[Exercise requirements]
For this exercise, output every line of the data as it stands.

[Collected data entries]
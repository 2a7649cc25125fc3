//! Memory-mapped raw detector images.
//!
//! A raw image is a headerless little-endian `f32` array in row-major order,
//! laid out as the detector's source image (`ss` rows by `fs` columns).

use crate::{Error, Result};
use memmap2::Mmap;
use ndarray::Array2;
use std::fs::File;
use std::path::{Path, PathBuf};

const PIXEL_BYTES: usize = std::mem::size_of::<f32>();

/// Reader for headerless `f32` detector images.
pub struct RawImageReader {
    mmap: Mmap,
    path: PathBuf,
}

impl RawImageReader {
    /// Opens a raw image for memory-mapped reading.
    ///
    /// # Errors
    /// Returns an error if the file cannot be opened or memory-mapped.
    pub fn open<P: AsRef<Path>>(path: P) -> Result<Self> {
        let file = File::open(&path)?;
        // SAFETY: The file is opened read-only and we assume it is not modified concurrently.
        #[allow(unsafe_code)]
        let mmap = unsafe { Mmap::map(&file)? };
        Ok(Self {
            mmap,
            path: path.as_ref().to_path_buf(),
        })
    }

    /// Number of pixels in the file.
    #[must_use]
    pub fn pixels(&self) -> usize {
        self.mmap.len() / PIXEL_BYTES
    }

    /// Decodes the image as `rows x cols`.
    ///
    /// # Errors
    /// Returns [`Error::InvalidFormat`] if the file size does not match the
    /// requested shape.
    pub fn read(&self, rows: usize, cols: usize) -> Result<Array2<f32>> {
        let expected = rows * cols * PIXEL_BYTES;
        if self.mmap.len() != expected {
            return Err(Error::InvalidFormat(format!(
                "{}: {} bytes, expected {expected} for a {rows}x{cols} f32 image",
                self.path.display(),
                self.mmap.len()
            )));
        }

        let pixels: Vec<f32> = self
            .mmap
            .chunks_exact(PIXEL_BYTES)
            .map(|b| f32::from_le_bytes([b[0], b[1], b[2], b[3]]))
            .collect();
        log::debug!("read {rows}x{cols} image from {}", self.path.display());
        Array2::from_shape_vec((rows, cols), pixels)
            .map_err(|e| Error::InvalidFormat(e.to_string()))
    }
}
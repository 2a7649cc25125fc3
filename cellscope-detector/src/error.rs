//! Detector composition error types.

use cellscope_core::GeometryError;
use thiserror::Error;

/// Result type for detector operations.
pub type Result<T> = std::result::Result<T, DetectorError>;

/// Errors that abort a detector image build.
#[derive(Error, Debug, Clone, PartialEq)]
pub enum DetectorError {
    /// Invalid or unsupported geometry.
    #[error(transparent)]
    Geometry(#[from] GeometryError),

    /// A panel or bad region does not fit the composed image at its computed position.
    #[error("wrong panel position: {name} at (row {row}, col {col}) with shape {rows}x{cols} exceeds the {image_rows}x{image_cols} image")]
    Placement {
        /// Panel or bad-region name.
        name: String,
        /// Computed top row.
        row: i64,
        /// Computed left column.
        col: i64,
        /// Rows of the array being placed.
        rows: usize,
        /// Columns of the array being placed.
        cols: usize,
        /// Rows of the composed image.
        image_rows: usize,
        /// Columns of the composed image.
        image_cols: usize,
    },
}
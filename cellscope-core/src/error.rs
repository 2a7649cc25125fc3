//! Error types for cellscope-core.

use thiserror::Error;

/// Result type alias for cellscope operations.
pub type Result<T> = std::result::Result<T, Error>;

/// Core error types for cellscope operations.
#[derive(Error, Debug)]
pub enum Error {
    /// Unrecognised centering symbol.
    #[error("invalid centering symbol: {0:?}")]
    InvalidCentering(String),

    /// Unrecognised lattice type name.
    #[error("invalid lattice type: {0:?}")]
    InvalidLatticeType(String),

    /// Unrecognised unique axis label.
    #[error("invalid unique axis: {0:?}")]
    InvalidUniqueAxis(String),

    /// Unrecognised cell parameter name.
    #[error("invalid cell parameter: {0:?}")]
    InvalidCellParameter(String),

    /// Geometry error.
    #[error("geometry error: {0}")]
    Geometry(#[from] GeometryError),
}

/// Errors raised while interpreting a detector geometry description.
#[derive(Error, Debug, Clone, PartialEq)]
pub enum GeometryError {
    /// A required per-panel or per-region field is absent.
    #[error("{name}: missing geometry field `{field}`")]
    MissingField { name: String, field: &'static str },

    /// A field value could not be interpreted.
    #[error("{name}: invalid value {value:?} for `{field}`")]
    InvalidValue {
        name: String,
        field: String,
        value: String,
    },

    /// The direction vectors match none of the supported orientations.
    #[error(
        "panel {name}: unrecognised orientation (fs = {xfs}x {yfs}y, ss = {xss}x {yss}y)"
    )]
    UnknownOrientation {
        name: String,
        xfs: f64,
        yfs: f64,
        xss: f64,
        yss: f64,
    },

    /// Panel pixel bounds are inverted or exceed the source image.
    #[error("panel {name}: pixel bounds fs {min_fs}..={max_fs}, ss {min_ss}..={max_ss} do not fit a {rows}x{cols} source image")]
    PanelBounds {
        name: String,
        min_fs: usize,
        max_fs: usize,
        min_ss: usize,
        max_ss: usize,
        rows: usize,
        cols: usize,
    },

    /// The geometry describes no panels.
    #[error("geometry contains no panels")]
    NoPanels,
}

[Answer section]
repository 2a7649cc25125fc3
//! Memory-mapped raw detector images.
//!
//! A raw image is a headerless little-endian `f32` array in row-major order,
//! laid out as the detector's source image (`ss` rows by `fs` columns).

use crate::{Error, Result};
use memmap2::Mmap;
use ndarray::Array2;
use std::fs::File;
use std::path::{Path, PathBuf};

const PIXEL_BYTES: usize = std::mem::size_of::<f32>();

/// Reader for headerless `f32` detector images.
pub struct RawImageReader {
    mmap: Mmap,
    path: PathBuf,
}

impl RawImageReader {
    /// Opens a raw image for memory-mapped reading.
    ///
    /// # Errors
    /// Returns an error if the file cannot be opened or memory-mapped.
    pub fn open<P: AsRef<Path>>(path: P) -> Result<Self> {
        let file = File::open(&path)?;
        // SAFETY: The file is opened read-only and we assume it is not modified concurrently.
        #[allow(unsafe_code)]
        let mmap = unsafe { Mmap::map(&file)? };
        Ok(Self {
            mmap,
            path: path.as_ref().to_path_buf(),
        })
    }

    /// Number of pixels in the file.
    #[must_use]
    pub fn pixels(&self) -> usize {
        self.mmap.len() / PIXEL_BYTES
    }

    /// Decodes the image as `rows x cols`.
    ///
    /// # Errors
    /// Returns [`Error::InvalidFormat`] if the file size does not match the
    /// requested shape.
    pub fn read(&self, rows: usize, cols: usize) -> Result<Array2<f32>> {
        let expected = rows * cols * PIXEL_BYTES;
        if self.mmap.len() != expected {
            return Err(Error::InvalidFormat(format!(
                "{}: {} bytes, expected {expected} for a {rows}x{cols} f32 image",
                self.path.display(),
                self.mmap.len()
            )));
        }

        let pixels: Vec<f32> = self
            .mmap
            .chunks_exact(PIXEL_BYTES)
            .map(|b| f32::from_le_bytes([b[0], b[1], b[2], b[3]]))
            .collect();
        log::debug!("read {rows}x{cols} image from {}", self.path.display());
        Array2::from_shape_vec((rows, cols), pixels)
            .map_err(|e| Error::InvalidFormat(e.to_string()))
    }
}
repository 2a7649cc25125fc3
filename cellscope-detector/src/error.rs
//! Detector composition error types.

use cellscope_core::GeometryError;
use thiserror::Error;

/// Result type for detector operations.
pub type Result<T> = std::result::Result<T, DetectorError>;

/// Errors that abort a detector image build.
#[derive(Error, Debug, Clone, PartialEq)]
pub enum DetectorError {
    /// Invalid or unsupported geometry.
    #[error(transparent)]
    Geometry(#[from] GeometryError),

    /// A panel or bad region does not fit the composed image at its computed position.
    #[error("wrong panel position: {name} at (row {row}, col {col}) with shape {rows}x{cols} exceeds the {image_rows}x{image_cols} image")]
    Placement {
        /// Panel or bad-region name.
        name: String,
        /// Computed top row.
        row: i64,
        /// Computed left column.
        col: i64,
        /// Rows of the array being placed.
        rows: usize,
        /// Columns of the array being placed.
        cols: usize,
        /// Rows of the composed image.
        image_rows: usize,
        /// Columns of the composed image.
        image_cols: usize,
    },
}
filename cellscope-core/src/error.rs
repository 2a7649cc25125fc3
//! Error types for cellscope-core.

use thiserror::Error;

/// Result type alias for cellscope operations.
pub type Result<T> = std::result::Result<T, Error>;

/// Core error types for cellscope operations.
#[derive(Error, Debug)]
pub enum Error {
    /// Unrecognised centering symbol.
    #[error("invalid centering symbol: {0:?}")]
    InvalidCentering(String),

    /// Unrecognised lattice type name.
    #[error("invalid lattice type: {0:?}")]
    InvalidLatticeType(String),

    /// Unrecognised unique axis label.
    #[error("invalid unique axis: {0:?}")]
    InvalidUniqueAxis(String),

    /// Unrecognised cell parameter name.
    #[error("invalid cell parameter: {0:?}")]
    InvalidCellParameter(String),

    /// Geometry error.
    #[error("geometry error: {0}")]
    Geometry(#[from] GeometryError),
}

/// Errors raised while interpreting a detector geometry description.
#[derive(Error, Debug, Clone, PartialEq)]
pub enum GeometryError {
    /// A required per-panel or per-region field is absent.
    #[error("{name}: missing geometry field `{field}`")]
    MissingField { name: String, field: &'static str },

    /// A field value could not be interpreted.
    #[error("{name}: invalid value {value:?} for `{field}`")]
    InvalidValue {
        name: String,
        field: String,
        value: String,
    },

    /// The direction vectors match none of the supported orientations.
    #[error(
        "panel {name}: unrecognised orientation (fs = {xfs}x {yfs}y, ss = {xss}x {yss}y)"
    )]
    UnknownOrientation {
        name: String,
        xfs: f64,
        yfs: f64,
        xss: f64,
        yss: f64,
    },

    /// Panel pixel bounds are inverted or exceed the source image.
    #[error("panel {name}: pixel bounds fs {min_fs}..={max_fs}, ss {min_ss}..={max_ss} do not fit a {rows}x{cols} source image")]
    PanelBounds {
        name: String,
        min_fs: usize,
        max_fs: usize,
        min_ss: usize,
        max_ss: usize,
        rows: usize,
        cols: usize,
    },

    /// The geometry describes no panels.
    #[error("geometry contains no panels")]
    NoPanels,
}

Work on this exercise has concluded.